Maybe you feel like there’s no Mad Max without Mel. Not so; the wondrous, chameleon-like star Tom Hardy (whose villainous turn in the brutal revenge drama The Revenant is scary good) makes for the perfect road warrior in this movie. There’s talk of even more Max to come, and I’m plenty Mad now to have to wait for it.
A lot of things vaulted Spotlight to the top of my favorites list this year. I was riveted by the stellar performances of a top-drawer ensemble cast that includes Michael Keaton, Mark Ruffalo, and Rachel McAdams; I couldn’t get enough of Liev Schreiber, who gets a lot of mileage out of his smaller role with quiet but forceful gravitas; I particularly enjoy Great Journalism Movies, and the gripping true-story script and excellent direction by Tom McCarthy (whose debut film The Station Agent I really love) recalls and lives up to the standards of other Great Journalism Movies like All the President’s Men and Zodiac. I am also always drawn to stories about the ways in which passion can fuel one’s work, as well as how that passion can heal or destroy—and how sometimes one of those things may not be possible without the other.
Then, there’s the importance of the story itself—the Boston Globe’s unmasking of the Catholic Church hierarchy as a den of pedophile enablers. That is the sort of thing that real and courageous journalism should be about, something that seems to have been substantially forgotten in an era where the desire for access breeds cowardice, the quest for attention encourages hyperbole, and the facts become irrelevant and subordinate to ideological posturing.

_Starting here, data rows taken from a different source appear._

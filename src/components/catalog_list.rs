use crate::app::state::AppTextArea;
use crate::domain::{
    favorites::Favorite,
    models::{CatalogEntry, CatalogKind},
};
use crate::theme::{glyphs, parse_hex, Theme};

use ratatui::{
    buffer::Buffer,
    layout::Rect,
    style::Style,
    text::{Line, Span},
    widgets::{Block, BorderType, Borders, List, ListItem, ListState, Paragraph, StatefulWidget, Widget},
};

/// Selectable list of the active tab with its filter line on top.
pub struct CatalogList<'a> {
    pub title: String,
    pub lines: Vec<Line<'a>>,
    pub query: &'a str,
    /// Editor shown in place of the query while filtering.
    pub input: Option<&'a AppTextArea<'a>>,
    pub focused: bool,
    pub theme: &'a Theme,
}

fn block<'a>(title: String, focused: bool, theme: &Theme) -> Block<'a> {
    let (border, title_style) = if focused {
        (theme.border_focus, theme.header_active)
    } else {
        (theme.border, theme.header_item)
    };
    Block::default()
        .title(Line::from(vec![
            Span::raw(" "),
            Span::styled(title, title_style),
            Span::raw(" "),
        ]))
        .borders(Borders::ALL)
        .border_type(BorderType::Rounded)
        .border_style(border)
}

/// Area holding the list rows, below the border and the filter line.
#[must_use]
pub fn list_rows(area: Rect) -> Rect {
    let inner = Block::default().borders(Borders::ALL).inner(area);
    Rect {
        y: inner.y.saturating_add(1),
        height: inner.height.saturating_sub(1),
        ..inner
    }
}

impl StatefulWidget for CatalogList<'_> {
    type State = ListState;

    fn render(self, area: Rect, buf: &mut Buffer, state: &mut ListState) {
        let theme = self.theme;
        let block = block(self.title, self.focused, theme);
        let inner = block.inner(area);
        block.render(area, buf);
        if inner.height == 0 || inner.width == 0 {
            return;
        }

        let filter_area = Rect { height: 1, ..inner };
        if let Some(text_area) = self.input {
            buf.set_string(filter_area.x, filter_area.y, "/", theme.field_focus);
            let editor = Rect {
                x: filter_area.x + 1,
                width: filter_area.width.saturating_sub(1),
                ..filter_area
            };
            Widget::render(text_area, editor, buf);
        } else if self.query.is_empty() {
            Paragraph::new(Span::styled("/ to filter", theme.field_hint)).render(filter_area, buf);
        } else {
            Paragraph::new(Line::from(vec![
                Span::styled("/", theme.field_label),
                Span::styled(self.query, theme.header_warn),
            ]))
            .render(filter_area, buf);
        }

        let rows = list_rows(area);
        if self.lines.is_empty() {
            let message = if self.query.is_empty() {
                "Nothing loaded"
            } else {
                "No matches"
            };
            Paragraph::new(Span::styled(message, theme.dimmed)).render(rows, buf);
            return;
        }
        let items: Vec<ListItem> = self.lines.into_iter().map(ListItem::new).collect();
        let list = List::new(items)
            .style(theme.list_item)
            .highlight_style(theme.list_selected)
            .highlight_symbol(glyphs::SELECTED);
        StatefulWidget::render(list, rows, buf, state);
    }
}

/// List row of one catalog entry.
#[must_use]
pub fn entry_line<'a>(kind: CatalogKind, entry: &'a CatalogEntry, theme: &Theme) -> Line<'a> {
    let mut spans = Vec::new();
    if kind == CatalogKind::Colors {
        let color = entry.field("hex").and_then(parse_hex);
        spans.push(Span::styled(
            "██ ",
            color.map_or(theme.dimmed, |c| Style::default().fg(c)),
        ));
    }
    spans.push(Span::raw(entry.label()));
    if entry.id() != entry.label() {
        spans.push(Span::styled(format!("  {}", entry.id()), theme.dimmed));
    }
    Line::from(spans)
}

#[must_use]
pub fn favorite_line<'a>(favorite: &'a Favorite, theme: &Theme) -> Line<'a> {
    Line::from(vec![
        Span::styled(format!("[{}] ", favorite.tab.title()), theme.field_label),
        Span::raw(favorite.description.as_str()),
        Span::styled(format!("  {}", favorite.command), theme.dimmed),
    ])
}

#[cfg(test)]
mod tests {
    use super::*;

    #[test]
    fn test_list_rows_skip_border_and_filter() {
        let rows = list_rows(Rect::new(0, 1, 40, 20));
        assert_eq!(rows, Rect::new(1, 3, 38, 17));
        assert_eq!(list_rows(Rect::new(0, 0, 2, 2)).height, 0);
    }

    #[test]
    fn test_entry_line_shows_id_and_swatch() {
        let theme = Theme::default();
        let red = CatalogEntry::new("1", "Red").with_field("hex", "#FF0000");
        let line = entry_line(CatalogKind::Colors, &red, &theme);
        assert_eq!(line.spans[0].content, "██ ");
        assert_eq!(line.spans[2].content, "  1");

        let dodo = CatalogEntry::new("Dodo", "Dodo");
        assert_eq!(entry_line(CatalogKind::Taming, &dodo, &theme).spans.len(), 1);
    }
}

Spotlight ultimately serves the basic purpose its title implies, and this illuminating movie should be seen as both an instrument of shame and a source of inspiration. It’s about what we must discover about the past in order to reckon with the present and the future, and as such, for me it is the defining work of a year that found moviemakers (and hopefully some moviegoers) aching to do both things at once.
A pretty great year for Hot Buttered Cinema!
Got a different list? Tell me about it. And happy moviegoing in 2016!